# Task to carry out
Search the records for the string "SubjectLocator" and copy every line in which it appears.

- Opening Delimiter -

use k8s_openapi::api::rbac::v1::PolicyRule;

pub const VERB_ALL: &str = "*";
pub const API_GROUP_ALL: &str = "*";
pub const RESOURCE_ALL: &str = "*";

/// The attributes of a single authorization check, mirroring the fields an
/// authorizer would pull off an incoming request.
#[derive(Clone, Debug, Default, PartialEq)]
pub struct Attributes {
    pub verb: String,
    pub api_group: String,
    pub resource: String,
    pub subresource: String,
    pub name: String,
    pub resource_request: bool,
    pub path: String,
}

impl Attributes {
    /// Attributes for a `get` on a named cluster-scoped resource
    pub fn get_resource(api_group: &str, resource: &str, name: &str) -> Self {
        Self {
            verb: "get".to_string(),
            api_group: api_group.to_string(),
            resource: resource.to_string(),
            name: name.to_string(),
            resource_request: true,
            ..Default::default()
        }
    }
}

pub fn verb_matches(rule: &PolicyRule, verb: &str) -> bool {
    rule.verbs.iter().any(|v| v == VERB_ALL || v == verb)
}

pub fn api_group_matches(rule: &PolicyRule, group: &str) -> bool {
    rule.api_groups
        .as_deref()
        .unwrap_or_default()
        .iter()
        .any(|g| g == API_GROUP_ALL || g == group)
}

/// Matches `*`, the exact resource, or the `resource/subresource` form when a
/// subresource was requested.
pub fn resource_matches(rule: &PolicyRule, resource: &str, subresource: &str) -> bool {
    let resources = rule.resources.as_deref().unwrap_or_default();
    if resources.iter().any(|r| r == RESOURCE_ALL) {
        return true;
    }

    let combined = if subresource.is_empty() {
        resource.to_string()
    } else {
        format!("{}/{}", resource, subresource)
    };
    if resources.iter().any(|r| *r == combined) {
        return true;
    }

    // a rule may grant a subresource across all parent resources
    if !subresource.is_empty() {
        let any_parent = format!("*/{}", subresource);
        return resources.iter().any(|r| *r == any_parent);
    }

    false
}

/// An empty resourceNames list matches every name.
pub fn resource_name_matches(rule: &PolicyRule, name: &str) -> bool {
    match rule.resource_names.as_deref() {
        None => true,
        Some(names) if names.is_empty() => true,
        Some(names) => names.iter().any(|n| n == name),
    }
}

pub fn non_resource_url_matches(rule: &PolicyRule, path: &str) -> bool {
    rule.non_resource_urls
        .as_deref()
        .unwrap_or_default()
        .iter()
        .any(|url| {
            url == "*"
                || url == path
                || (url.ends_with('*') && path.starts_with(url.trim_end_matches('*')))
        })
}

pub fn rule_allows(attrs: &Attributes, rule: &PolicyRule) -> bool {
    if attrs.resource_request {
        return verb_matches(rule, &attrs.verb)
            && api_group_matches(rule, &attrs.api_group)
            && resource_matches(rule, &attrs.resource, &attrs.subresource)
            && resource_name_matches(rule, &attrs.name);
    }

    verb_matches(rule, &attrs.verb) && non_resource_url_matches(rule, &attrs.path)
}

/// Returns true if any rule grants the requested access.
pub fn rules_allow(attrs: &Attributes, rules: &[PolicyRule]) -> bool {
    rules.iter().any(|rule| rule_allows(attrs, rule))
}
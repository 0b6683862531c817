use std::sync::Arc;

use anyhow::Result;
use clap::Parser;
use k8s_openapi::api::rbac::v1::{ClusterRole, ClusterRoleBinding};
use kube::Api;
use log::*;
use tokio::net::TcpListener;

use clusterset_server::cluster_cache::ResourceCache;
use clusterset_server::config::Args;
use clusterset_server::handlers::{self, ApiState};
use clusterset_server::informer;
use clusterset_server::reviewer::{Reviewer, SubjectAccessReviewer};
use clusterset_server::store::Store;
use clusterset_server::subject_locator::SubjectAccessEvaluator;
use clusterset_server::types::{ManagedCluster, ManagedClusterSet};

#[tokio::main]
async fn main() -> Result<()> {
    env_logger::init();

    let args = Args::parse();
    args.validate()?;

    info!("starting clusterset-server on {}", args.bind_addr);
    let client = args.kube_client().await?;

    let cluster_roles = Arc::new(Store::<ClusterRole>::new());
    let cluster_role_bindings = Arc::new(Store::<ClusterRoleBinding>::new());
    let clusters = Arc::new(Store::<ManagedCluster>::new());
    let cluster_sets = Arc::new(Store::<ManagedClusterSet>::new());

    let _informers = [
        informer::start(
            Api::<ClusterRole>::all(client.clone()),
            cluster_roles.clone(),
            "clusterroles",
        ),
        informer::start(
            Api::<ClusterRoleBinding>::all(client.clone()),
            cluster_role_bindings.clone(),
            "clusterrolebindings",
        ),
        informer::start(
            Api::<ManagedCluster>::all(client.clone()),
            clusters.clone(),
            "managedclusters",
        ),
        informer::start(
            Api::<ManagedClusterSet>::all(client.clone()),
            cluster_sets.clone(),
            "managedclustersets",
        ),
    ];

    let evaluator = Arc::new(SubjectAccessEvaluator::new(
        cluster_roles.clone(),
        cluster_role_bindings.clone(),
        args.super_user.clone(),
    ));
    let reviewer: Arc<dyn Reviewer> = Arc::new(SubjectAccessReviewer::new(evaluator));

    let cluster_cache = Arc::new(ResourceCache::new(
        reviewer.clone(),
        clusters,
        cluster_roles.clone(),
        cluster_role_bindings.clone(),
    ));
    let cluster_set_cache = Arc::new(ResourceCache::new(
        reviewer,
        cluster_sets,
        cluster_roles.clone(),
        cluster_role_bindings,
    ));

    let _cluster_sync = cluster_cache.run(args.sync_period());
    let _cluster_set_sync = cluster_set_cache.run(args.sync_period());

    let app = handlers::router(ApiState {
        clusters: cluster_cache,
        cluster_sets: cluster_set_cache,
        cluster_roles,
        client,
    });

    let listener = TcpListener::bind(args.bind_addr).await?;
    axum::serve(listener, app)
        .with_graceful_shutdown(async {
            let _ = tokio::signal::ctrl_c().await;
            info!("shutting down");
        })
        .await?;

    Ok(())
}
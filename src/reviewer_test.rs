use std::sync::Arc;

use k8s_openapi::api::rbac::v1::Subject;

use crate::rbac::Attributes;
use crate::reviewer::{subjects_to_users_and_groups, Review, Reviewer, SubjectAccessReviewer};
use crate::subject_locator::{
    SubjectLocator, GROUP_KIND, RBAC_API_GROUP, SERVICE_ACCOUNT_KIND, USER_KIND,
};

fn subject(kind: &str, api_group: &str, name: &str, namespace: Option<&str>) -> Subject {
    Subject {
        api_group: if api_group.is_empty() {
            None
        } else {
            Some(api_group.to_string())
        },
        kind: kind.to_string(),
        name: name.to_string(),
        namespace: namespace.map(|ns| ns.to_string()),
    }
}

#[test]
fn test_subjects_to_users_and_groups() {
    struct TestCase {
        name: &'static str,
        subjects: Vec<Subject>,
        expected_users: Vec<&'static str>,
        expected_groups: Vec<&'static str>,
    }

    let test_cases = vec![
        TestCase {
            name: "users and groups pass through",
            subjects: vec![
                subject(USER_KIND, RBAC_API_GROUP, "alice", None),
                subject(GROUP_KIND, RBAC_API_GROUP, "devs", None),
            ],
            expected_users: vec!["alice"],
            expected_groups: vec!["devs"],
        },
        TestCase {
            name: "service account becomes synthetic user with groups",
            subjects: vec![subject(SERVICE_ACCOUNT_KIND, "", "agent", Some("hub"))],
            expected_users: vec!["system:serviceaccount:hub:agent"],
            expected_groups: vec!["system:serviceaccounts", "system:serviceaccounts:hub"],
        },
        TestCase {
            name: "service account without namespace is skipped",
            subjects: vec![subject(SERVICE_ACCOUNT_KIND, "", "agent", None)],
            expected_users: vec![],
            expected_groups: vec![],
        },
        TestCase {
            name: "unrecognized api group is ignored",
            subjects: vec![subject(USER_KIND, "example.io", "impostor", None)],
            expected_users: vec![],
            expected_groups: vec![],
        },
        TestCase {
            name: "duplicates are preserved for the caller to dedup",
            subjects: vec![
                subject(USER_KIND, RBAC_API_GROUP, "alice", None),
                subject(USER_KIND, RBAC_API_GROUP, "alice", None),
            ],
            expected_users: vec!["alice", "alice"],
            expected_groups: vec![],
        },
    ];

    for tc in test_cases {
        let (users, groups) = subjects_to_users_and_groups(&tc.subjects);
        assert_eq!(users, tc.expected_users, "test case: {}", tc.name);
        assert_eq!(groups, tc.expected_groups, "test case: {}", tc.name);
    }
}

struct FakeLocator {
    subjects: Vec<Subject>,
    errors: Vec<String>,
}

impl SubjectLocator for FakeLocator {
    fn allowed_subjects(&self, _attrs: &Attributes) -> (Vec<Subject>, Vec<String>) {
        (self.subjects.clone(), self.errors.clone())
    }
}

#[test]
fn test_review_partitions_subjects() {
    let reviewer = SubjectAccessReviewer::new(Arc::new(FakeLocator {
        subjects: vec![
            subject(USER_KIND, RBAC_API_GROUP, "alice", None),
            subject(GROUP_KIND, RBAC_API_GROUP, "system:masters", None),
        ],
        errors: vec![],
    }));

    let review = reviewer.review("cluster.open-cluster-management.io", "managedclusters", "mc-a");
    assert_eq!(review.users(), &["alice".to_string()]);
    assert_eq!(review.groups(), &["system:masters".to_string()]);
    assert!(review.evaluation_error().is_none());
}

#[test]
fn test_review_keeps_partial_result_on_error() {
    let reviewer = SubjectAccessReviewer::new(Arc::new(FakeLocator {
        subjects: vec![subject(USER_KIND, RBAC_API_GROUP, "alice", None)],
        errors: vec!["clusterrole \"gone\" not found".to_string()],
    }));

    let review = reviewer.review("cluster.open-cluster-management.io", "managedclusters", "mc-a");
    assert_eq!(review.users(), &["alice".to_string()]);
    assert!(review
        .evaluation_error()
        .unwrap()
        .contains("gone"));
}

#[test]
fn test_empty_review() {
    let review = Review::default();
    assert!(review.users().is_empty());
    assert!(review.groups().is_empty());
    assert!(review.evaluation_error().is_none());
}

- Closing Delimiter -

# Answer to this problem
    SubjectLocator, GROUP_KIND, RBAC_API_GROUP, SERVICE_ACCOUNT_KIND, USER_KIND,
impl SubjectLocator for FakeLocator {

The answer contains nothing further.